Essays in financial and behavioural economics
Citation:
Byrne, Shane Ronan, Essays in financial and behavioural economics, Trinity College Dublin, School of Social Sciences & Philosophy, Economics, 2023Download Item:
Abstract:
This thesis comprises three essays. The first two essays (Chapters 2 and 3) describe randomised controlled trials which experimentally test interventions to arm consumers with informational tools to navigate the promise and peril of the financial landscape more optimally. The third essay (Chapter 4) uses pan-European survey data to shed new light on an old puzzle in consumer finance: widespread non-participation in stock markets.
Chapter 2 tackles the well-documented failure to refinance puzzle, which can cost mortgage holders tens of thousands of euro over the lifetime of a loan, leave them with unnecessarily elevated debt-service burdens, inhibit the effective transmission of monetary policy, and reduce the incentive for competitive market entry. The chapter reports results from a large-scale field experiment with 12,000 borrowers with a large retail bank in Ireland. It tests the impact of smart enhancements to mandatory consumer disclosure in prompting take-up of refinancing opportunities. The best performing alternative increases the amount of refinancing by 76\% compared against the pre-existing standard. With average savings of ?1,209 achieved by refinancers in the first year, this represents no small achievement. To interpret results, the chapter extends and estimates a mixture model of inattentive financial decision-making to allow for disclosure treatment effects. The analysis shows that a simple reminder decreases the likelihood mortgage holders are inattentive by 15 percentage points. The results suggest that reminders could have larger effects on household refinancing than a 200 basis point rate cut and that reminders could strengthen the refinancing channel and stimulate local consumption even when policy rates are at the zero-lower bound or set in a monetary union.
Chapter 3 addresses the pernicious problem of fraud faced by small business owners using digital financial services (DFS) in low and middle-income countries, which can lead to severe financial cost, psychological damage, and frustrate the development of the strong and trusted financial ties critical for economic development.

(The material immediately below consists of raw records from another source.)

//! Per-connection protocol engine
//!
//! One handler per live socket, driven by the transport layer through
//! `on_open` / `on_message` / `on_close`. The handler owns the connection
//! state machine (`Connecting → Admitted → Active → Closed`): admission
//! happens in `on_open`, messages are only processed while the connection
//! is active, and `on_close` tears everything down.

use std::sync::Arc;
use tokio::sync::mpsc;
use tracing::{debug, error, warn};

use sidewinder_core::{
    events, ApplicationRegistry, BrokerError, ChannelRegistry, ProtocolMessage,
};
use sidewinder_metrics::MetricsEngine;

use crate::connection::Connection;
use crate::subscription::Subscription;

/// Protocol engine for one socket
pub struct ConnectionHandler {
    applications: Arc<dyn ApplicationRegistry>,
    channels: Arc<ChannelRegistry>,
    metrics: Arc<MetricsEngine>,
    sender: mpsc::UnboundedSender<ProtocolMessage>,
    app_key: String,
    peer: String,
    activity_timeout_secs: u64,
    /// Some once the connection is active, None before admission and after close
    connection: Option<Connection>,
}

impl ConnectionHandler {
    pub fn new(
        applications: Arc<dyn ApplicationRegistry>,
        channels: Arc<ChannelRegistry>,
        metrics: Arc<MetricsEngine>,
        app_key: impl Into<String>,
        peer: impl Into<String>,
        activity_timeout_secs: u64,
        sender: mpsc::UnboundedSender<ProtocolMessage>,
    ) -> Self {
        Self {
            applications,
            channels,
            metrics,
            sender,
            app_key: app_key.into(),
            peer: peer.into(),
            activity_timeout_secs,
            connection: None,
        }
    }

    /// Socket id of the active connection, if admitted
    pub fn socket_id(&self) -> Option<&str> {
        self.connection.as_ref().map(|connection| connection.socket_id())
    }

    fn send_frame(&self, message: ProtocolMessage) {
        if self.sender.send(message).is_err() {
            warn!(peer = %self.peer, "Failed to queue frame (connection closing)");
        }
    }

    /// Authenticate and admit the connection.
    ///
    /// On error the caller must close the socket; the error frame has
    /// already been queued.
    pub async fn on_open(&mut self) -> Result<(), BrokerError> {
        let application = match self.applications.find_by_key(&self.app_key).await {
            Some(application) => application,
            None => {
                let err = BrokerError::AppKeyNotFound(self.app_key.clone());
                self.send_frame(ProtocolMessage::error(Some(err.code()), err.to_string()));
                error!(app_key = %self.app_key, peer = %self.peer, "Application key not found");
                return Err(err);
            }
        };

        if self.metrics.over_connection_limit(&application).await {
            let err = BrokerError::OverConnectionLimit;
            self.send_frame(ProtocolMessage::error(Some(err.code()), err.to_string()));
            error!(
                app_id = %application.app_id,
                peer = %self.peer,
                "Application is over the limit of number of connections"
            );
            return Err(err);
        }

        let connection = Connection::new(application.clone(), self.peer.clone(), self.sender.clone());
        connection.send(ProtocolMessage::connection_established(
            connection.socket_id(),
            self.activity_timeout_secs,
        ));
        debug!(socket_id = %connection.socket_id(), peer = %self.peer, "Connection established");

        if let Err(e) = self.metrics.connection_opened(&application, &self.peer).await {
            warn!(error = %e, "Failed to record new connection");
        }

        self.connection = Some(connection);
        Ok(())
    }

    /// Handle one inbound text frame.
    ///
    /// Protocol errors are reported to the client; nothing here tears the
    /// connection down.
    pub async fn on_message(&mut self, raw: &str) {
        if self.connection.is_none() {
            return;
        }
        match self.dispatch(raw).await {
            Ok(()) => {}
            Err(err @ BrokerError::InvalidJson) => {
                error!(peer = %self.peer, message = %raw, "JSON parse error on message");
                self.send_frame(ProtocolMessage::error(Some(err.code()), err.to_string()));
            }
            Err(err) => {
                error!(peer = %self.peer, error = %err, "Error while handling message");
                self.send_frame(ProtocolMessage::error(Some(500), err.to_string()));
            }
        }
    }

    async fn dispatch(&mut self, raw: &str) -> Result<(), BrokerError> {
        let message = ProtocolMessage::parse(raw)?;

        if message.is_client_event() {
            return self.relay_client_event(message).await;
        }

        match message.event.as_str() {
            events::PING => {
                self.send_frame(ProtocolMessage::pong());
                debug!(peer = %self.peer, "Pong sent");
                Ok(())
            }
            events::PONG => {
                debug!(peer = %self.peer, "Pong received");
                Ok(())
            }
            events::SUBSCRIBE => self.subscribe(message).await,
            events::UNSUBSCRIBE => self.unsubscribe(message).await,
            other => {
                error!(event = %other, "Unknown event");
                Ok(())
            }
        }
    }

    /// Relay a `client-*` event to its channel.
    ///
    /// Unauthorized events are dropped without an error frame so channel
    /// existence and membership never leak to the sender.
    async fn relay_client_event(&mut self, mut message: ProtocolMessage) -> Result<(), BrokerError> {
        let Some(connection) = self.connection.as_ref() else {
            return Ok(());
        };

        let Some(channel_id) = message.channel.clone() else {
            debug!(event = %message.event, "Dropping client event without channel");
            return Ok(());
        };
        if !connection.is_subscribed(&channel_id) {
            debug!(
                socket_id = %connection.socket_id(),
                channel = %channel_id,
                "Dropping client event from non-subscriber"
            );
            return Ok(());
        }

        let application = connection.application().clone();
        let Some(channel) = self.channels.lookup(&application.app_id, &channel_id).await else {
            return Ok(());
        };
        if !channel.kind().allows_client_events() {
            debug!(channel = %channel_id, "Dropping client event on public channel");
            return Ok(());
        }

        if self.metrics.over_message_limit(&application).await {
            warn!(
                app_id = %application.app_id,
                "Application is over the limit of number of messages; dropping client event"
            );
            return Ok(());
        }

        message.socket_id = Some(connection.socket_id().to_string());
        channel.send_client_message(&message).await;

        if let Err(e) = self.metrics.message_sent(&application).await {
            warn!(error = %e, "Failed to count message");
        }
        Ok(())
    }

    async fn subscribe(&mut self, message: ProtocolMessage) -> Result<(), BrokerError> {
        let (application, socket_id, sender) = match self.connection.as_ref() {
            Some(connection) => (
                connection.application().clone(),
                connection.socket_id().to_string(),
                connection.sender().clone(),
            ),
            None => return Ok(()),
        };

        let subscription = Subscription::new(application, socket_id, sender, message);
        match subscription.subscribe(self.channels.as_ref()).await {
            Ok((channel_id, subscription_id)) => {
                if let Some(connection) = self.connection.as_mut() {
                    connection.track_subscription(channel_id, subscription_id);
                }
                Ok(())
            }
            Err(BrokerError::InvalidSignature(detail)) => {
                error!(peer = %self.peer, "Rejected subscription with invalid signature");
                self.send_frame(ProtocolMessage::error(None, detail));
                Ok(())
            }
            Err(err) => Err(err),
        }
    }

    async fn unsubscribe(&mut self, message: ProtocolMessage) -> Result<(), BrokerError> {
        let Some(connection) = self.connection.as_mut() else {
            return Ok(());
        };
        let Some(channel_id) = message.requested_channel().map(str::to_string) else {
            debug!("Dropping unsubscribe without channel");
            return Ok(());
        };

        let app_id = connection.application().app_id.clone();
        if let Some(subscription_id) = connection.remove_subscription(&channel_id) {
            if let Some(channel) = self.channels.lookup(&app_id, &channel_id).await {
                channel.unsubscribe(subscription_id).await;
            }
            debug!(
                socket_id = %connection.socket_id(),
                channel = %channel_id,
                "Unsubscribed from channel"
            );
        }
        Ok(())
    }

    /// Tear the connection down: unregister every subscription (best-effort)
    /// and report the closure to the metrics engine.
    pub async fn on_close(&mut self) {
        let Some(mut connection) = self.connection.take() else {
            return;
        };

        let app_id = connection.application().app_id.clone();
        for (channel_id, subscription_id) in connection.take_subscriptions() {
            if let Some(channel) = self.channels.lookup(&app_id, &channel_id).await {
                channel.unsubscribe(subscription_id).await;
            }
        }

        debug!(socket_id = %connection.socket_id(), peer = %self.peer, "Closed connection");
        if let Err(e) = self
            .metrics
            .connection_closed(connection.application(), &self.peer)
            .await
        {
            warn!(error = %e, "Failed to record closed connection");
        }
    }
}

#[cfg(test)]
mod tests {
    use super::*;
    use sidewinder_core::{Application, MemoryApplicationRegistry};
    use sidewinder_metrics::{MemoryCounterStore, MetricsConfig, MetricsEngine};

    async fn handler_for(
        app: Application,
    ) -> (
        ConnectionHandler,
        mpsc::UnboundedReceiver<ProtocolMessage>,
    ) {
        let applications = Arc::new(MemoryApplicationRegistry::new());
        let key = app.key.clone();
        applications.insert(app).await;
        let channels = Arc::new(ChannelRegistry::new());
        let metrics = Arc::new(MetricsEngine::new(
            Arc::new(MemoryCounterStore::new()),
            "node-1",
            &MetricsConfig::default().with_enabled(true),
        ));
        let (tx, rx) = mpsc::unbounded_channel();
        let handler =
            ConnectionHandler::new(applications, channels, metrics, key, "10.0.0.1:4242", 120, tx);
        (handler, rx)
    }

    #[tokio::test]
    async fn test_open_sends_connection_established() {
        let (mut handler, mut rx) =
            handler_for(Application::new("1", "app-key", "app-secret")).await;
        handler.on_open().await.unwrap();

        let frame = rx.try_recv().unwrap();
        assert_eq!(frame.event, "pusher:connection_established");
        assert_eq!(
            frame.data["socket_id"].as_str(),
            handler.socket_id()
        );
        assert_eq!(frame.data["activity_timeout"], 120);
    }

    #[tokio::test]
    async fn test_unknown_app_key_is_rejected_with_4001() {
        let applications = Arc::new(MemoryApplicationRegistry::new());
        let channels = Arc::new(ChannelRegistry::new());
        let metrics = Arc::new(MetricsEngine::disabled("node-1"));
        let (tx, mut rx) = mpsc::unbounded_channel();
        let mut handler = ConnectionHandler::new(
            applications,
            channels,
            metrics,
            "no-such-key",
            "10.0.0.1:4242",
            120,
            tx,
        );

        assert!(handler.on_open().await.is_err());
        let frame = rx.try_recv().unwrap();
        assert_eq!(frame.event, "pusher:error");
        assert_eq!(frame.data["code"], 4001);
    }

    #[tokio::test]
    async fn test_ping_gets_a_pong() {
        let (mut handler, mut rx) =
            handler_for(Application::new("1", "app-key", "app-secret")).await;
        handler.on_open().await.unwrap();
        let _ = rx.try_recv().unwrap();

        handler.on_message(r#"{"event":"pusher:ping","data":{}}"#).await;
        assert_eq!(rx.try_recv().unwrap().event, "pusher:pong");
    }

    #[tokio::test]
    async fn test_invalid_json_reports_5001_and_keeps_connection() {
        let (mut handler, mut rx) =
            handler_for(Application::new("1", "app-key", "app-secret")).await;
        handler.on_open().await.unwrap();
        let _ = rx.try_recv().unwrap();

        handler.on_message("{not json").await;
        let frame = rx.try_recv().unwrap();
        assert_eq!(frame.event, "pusher:error");
        assert_eq!(frame.data["code"], 5001);

        // Connection is still active
        handler.on_message(r#"{"event":"pusher:ping","data":{}}"#).await;
        assert_eq!(rx.try_recv().unwrap().event, "pusher:pong");
    }

    #[tokio::test]
    async fn test_unknown_event_is_logged_and_dropped() {
        let (mut handler, mut rx) =
            handler_for(Application::new("1", "app-key", "app-secret")).await;
        handler.on_open().await.unwrap();
        let _ = rx.try_recv().unwrap();

        handler
            .on_message(r#"{"event":"pusher:nonsense","data":{}}"#)
            .await;
        assert!(rx.try_recv().is_err());
    }

    #[tokio::test]
    async fn test_unsubscribe_stops_delivery() {
        let (mut handler, mut rx) =
            handler_for(Application::new("1", "app-key", "app-secret")).await;
        handler.on_open().await.unwrap();
        let _ = rx.try_recv().unwrap();

        handler
            .on_message(r#"{"event":"pusher:subscribe","data":{"channel":"MY_CHANNEL"}}"#)
            .await;
        assert_eq!(
            rx.try_recv().unwrap().event,
            "pusher_internal:subscription_succeeded"
        );

        handler
            .on_message(r#"{"event":"pusher:unsubscribe","data":{"channel":"MY_CHANNEL"}}"#)
            .await;

        let channels = handler.channels.clone();
        let channel = channels.lookup("1", "MY_CHANNEL").await.unwrap();
        assert_eq!(channel.subscriber_count().await, 0);
    }
}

In a lab-in-the-field experiment in Northern Nigeria with 780 participants in the network of a partnering digital market platform, this chapter tests the impact of a series of learning interventions, and a technical solution for the authentication of inbound communications, in improving the ability of small business owners to accurately discern fraudulent and genuine communications, as well as in building trust in DFS. We show the difficulty of improving discriminant ability between genuine and fraudulent communications, and the severity of the challenge faced by users in navigating the navigating the noisy landscape of competing communications. The results cast doubt on the utility of light-touch quick-fix remedial learning interventions to combat fraud susceptibility in DFS.
Chapter 4 examines a new dimension to another established puzzle in household finance: the role of private emergency financial safety nets in helping to explain widespread non-participation in stock markets. This topic has continued to exercise minds due to the considerable opportunity cost implied by non-participation, and its consequent implication for long-term patterns of wealth-inequality, as well as the implication of engendering divergent attitudes towards tax policy as well as risk-sharing and redistribution among those with and without financial assets. Consistent with a theory of insurance-induced consumption, the analysis shows that those households that enjoy the option of emergency financial support are more likely to participate in the stock market, and to report high financial risk appetite. In illustrating a mechanism of advantage compounding advantage, the results point towards the importance of effective and sustainable policies for financial inclusion, and highlight a potential use case for downside protection policies in replicating the insurance role provided by private safety nets in inducing stock-market participation.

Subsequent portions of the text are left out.